Eat Right to Run Right

Everyone in our family seems to be 'in-training' for something or other. It's either a marathon or half marathon, a Wolf Run or a triathlon. As a consequence, everyone seems to be watching their diet and checking on what is best to eat in preparation for the 'Big Day'. So, it is with this in mind, that I have been scouring the food books and magazines to find the best tips for getting over the finishing line and collecting one of those many medals every finisher cherishes. Good advice seems to come in six steps from nutritional expert James Collins. He suggest the following:
  1. Get a boost from caffeine - Not only can caffeine boost performance, it can also make exercise feel more enjoyable and easier. If running is a struggle, try drinking a strong cup of tea or coffee about 60 minutes before training.
  • Include iron-rich foods - Iron is vital for carrying oxygen to the working muscles and keeps your energy levels up when your undertaking endurance exercise. Iron-rich foods include red meat, poultry, fish, peas, lentils and dark green leafy vegetables. Try to include them in at least three main meals a week..
  • More milk for your muscles - Recent research has shown that semi-skimmed milk is an effective and inexpensive alternative to many commercial recovery drinks. A couple of large glasses of 500ml of milk after exercise is all you need for your muscles to start their recovery. However, the longer, harder training sessions you may need to pack an extra carbohydrate based snack too.
  • Pack in fruit and vegetables - Increasing the amount of vegetables you eat with each meal will help to reduce muscle soreness.
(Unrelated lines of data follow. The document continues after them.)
//! Per-name reader/writer lock
//!
//! Many sessions may read a file at once; a writer gets it alone. Acquiring
//! is async: a blocked session parks its task instead of an OS thread, and is
//! woken when the state it waits on changes. Guards release on drop, so every
//! exit path of a storage operation (success, short read, error, or a
//! cancelled future) gives the lock back.
//!
//! ```text
//!   write(): queue ──► writer gate (one writer at a time) ──► wait readers == 0 ──► active
//!   read():  wait !active (and, writer-preferred, no queued writers) ──► readers += 1
//! ```

use std::sync::Arc;

use parking_lot::Mutex;
use tokio::sync::{Notify, OwnedMutexGuard};
use tracing::trace;

use depot_core::{Fairness, LockType};

/// Observable state of one lock
#[derive(Clone, Copy, Debug, PartialEq, Eq)]
pub enum LockStatus {
    /// No locks held
    Unlocked,
    /// Shared locks held (multiple readers)
    Shared { readers: usize },
    /// Exclusive lock held (single writer)
    Exclusive,
}

#[derive(Debug, Default)]
struct LockState {
    readers: usize,
    writer_active: bool,
    /// Writers that called `write()` but are not active yet
    writers_queued: usize,
}

/// Reader/writer lock for one file name
pub struct FileLock {
    name: String,
    fairness: Fairness,
    state: Mutex<LockState>,
    /// Serializes writers against each other
    writer_gate: Arc<tokio::sync::Mutex<()>>,
    /// Signalled when the last reader leaves
    drained: Notify,
    /// Signalled when a writer finishes or stops waiting
    released: Notify,
}

impl FileLock {
    pub fn new(name: impl Into<String>, fairness: Fairness) -> Self {
        Self {
            name: name.into(),
            fairness,
            state: Mutex::new(LockState::default()),
            writer_gate: Arc::new(tokio::sync::Mutex::new(())),
            drained: Notify::new(),
            released: Notify::new(),
        }
    }

    pub fn name(&self) -> &str {
        &self.name
    }

    /// Acquire a shared lock, waiting while a writer holds it
    pub async fn read(self: &Arc<Self>) -> ReadGuard {
        loop {
            let released = self.released.notified();
            tokio::pin!(released);
            released.as_mut().enable();

            if self.try_admit_reader() {
                return ReadGuard {
                    lock: Arc::clone(self),
                };
            }

            trace!(name = %self.name, "reader waiting");
            released.await;
        }
    }

    /// Acquire a shared lock only if that needs no waiting
    pub fn try_read(self: &Arc<Self>) -> Option<ReadGuard> {
        self.try_admit_reader().then(|| ReadGuard {
            lock: Arc::clone(self),
        })
    }

    /// Acquire the exclusive lock.
    ///
    /// Writers queue on the gate in arrival order, then wait for active
    /// readers to drain.
    pub async fn write(self: &Arc<Self>) -> WriteGuard {
        let mut queued = QueuedWriter::enter(self);
        let gate = Arc::clone(&self.writer_gate).lock_owned().await;

        loop {
            let drained = self.drained.notified();
            tokio::pin!(drained);
            drained.as_mut().enable();

            {
                let mut state = self.state.lock();
                if state.readers == 0 {
                    state.writer_active = true;
                    state.writers_queued -= 1;
                    queued.armed = false;
                    break;
                }
                trace!(name = %self.name, readers = state.readers, "writer waiting for drain");
            }

            drained.await;
        }

        WriteGuard {
            lock: Arc::clone(self),
            _gate: gate,
        }
    }

    pub fn status(&self) -> LockStatus {
        let state = self.state.lock();
        if state.writer_active {
            LockStatus::Exclusive
        } else if state.readers > 0 {
            LockStatus::Shared {
                readers: state.readers,
            }
        } else {
            LockStatus::Unlocked
        }
    }

    /// Writers waiting for their turn
    pub fn queued_writers(&self) -> usize {
        self.state.lock().writers_queued
    }

    /// Nobody holds or waits for this lock
    pub fn is_idle(&self) -> bool {
        let state = self.state.lock();
        state.readers == 0 && !state.writer_active && state.writers_queued == 0
    }

    fn try_admit_reader(&self) -> bool {
        let mut state = self.state.lock();
        let blocked = match self.fairness {
            Fairness::WriterPreferred => state.writer_active || state.writers_queued > 0,
            Fairness::ReaderPreferred => state.writer_active,
        };
        if !blocked {
            state.readers += 1;
        }
        !blocked
    }
}

impl std::fmt::Debug for FileLock {
    fn fmt(&self, f: &mut std::fmt::Formatter<'_>) -> std::fmt::Result {
        f.debug_struct("FileLock")
            .field("name", &self.name)
            .field("fairness", &self.fairness)
            .field("status", &self.status())
            .finish()
    }
}

/// Keeps `writers_queued` honest if a `write()` future is dropped mid-wait
struct QueuedWriter<'a> {
    lock: &'a FileLock,
    armed: bool,
}

impl<'a> QueuedWriter<'a> {
    fn enter(lock: &'a FileLock) -> Self {
        lock.state.lock().writers_queued += 1;
        Self { lock, armed: true }
    }
}

impl Drop for QueuedWriter<'_> {
    fn drop(&mut self) {
        if self.armed {
            self.lock.state.lock().writers_queued -= 1;
            self.lock.released.notify_waiters();
        }
    }
}

/// Shared access to one name; released on drop
#[must_use = "the read lock is released as soon as the guard is dropped"]
pub struct ReadGuard {
    lock: Arc<FileLock>,
}

impl ReadGuard {
    pub fn name(&self) -> &str {
        &self.lock.name
    }

    pub fn lock_type(&self) -> LockType {
        LockType::Shared
    }
}

impl Drop for ReadGuard {
    fn drop(&mut self) {
        let last = {
            let mut state = self.lock.state.lock();
            state.readers -= 1;
            state.readers == 0
        };
        if last {
            self.lock.drained.notify_waiters();
        }
    }
}

/// Exclusive access to one name; released on drop
#[must_use = "the write lock is released as soon as the guard is dropped"]
pub struct WriteGuard {
    lock: Arc<FileLock>,
    _gate: OwnedMutexGuard<()>,
}

impl WriteGuard {
    pub fn name(&self) -> &str {
        &self.lock.name
    }

    pub fn lock_type(&self) -> LockType {
        LockType::Exclusive
    }
}

impl Drop for WriteGuard {
    fn drop(&mut self) {
        self.lock.state.lock().writer_active = false;
        self.lock.released.notify_waiters();
        // `_gate` drops after this body, handing the gate to the next writer
    }
}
Pick antioxidant-rich fruit like prunes, raisins and blueberries, and vegetables such as garlic, kale, broccoli, peppers, avocado and spinach. Aim to eat a rainbow of colourful vegetables for maximum benefit.
  • Drink up - Make sure you start your race fully hydrated. Drinking half a litre of water two hours before the race should be plenty. Immediately before the start, drink a small amount of about 150ml. If you're doing a long run, the drinking should match sweat loss as closely as possible; 200ml of fluid every every two miles is a good guide.
  • Don't try anything new - The night and morning before the race is not the time to eat something new or anything too spicy, high fibre or fatty. Stick to what you know.     

    Good luck, everyone's a winner!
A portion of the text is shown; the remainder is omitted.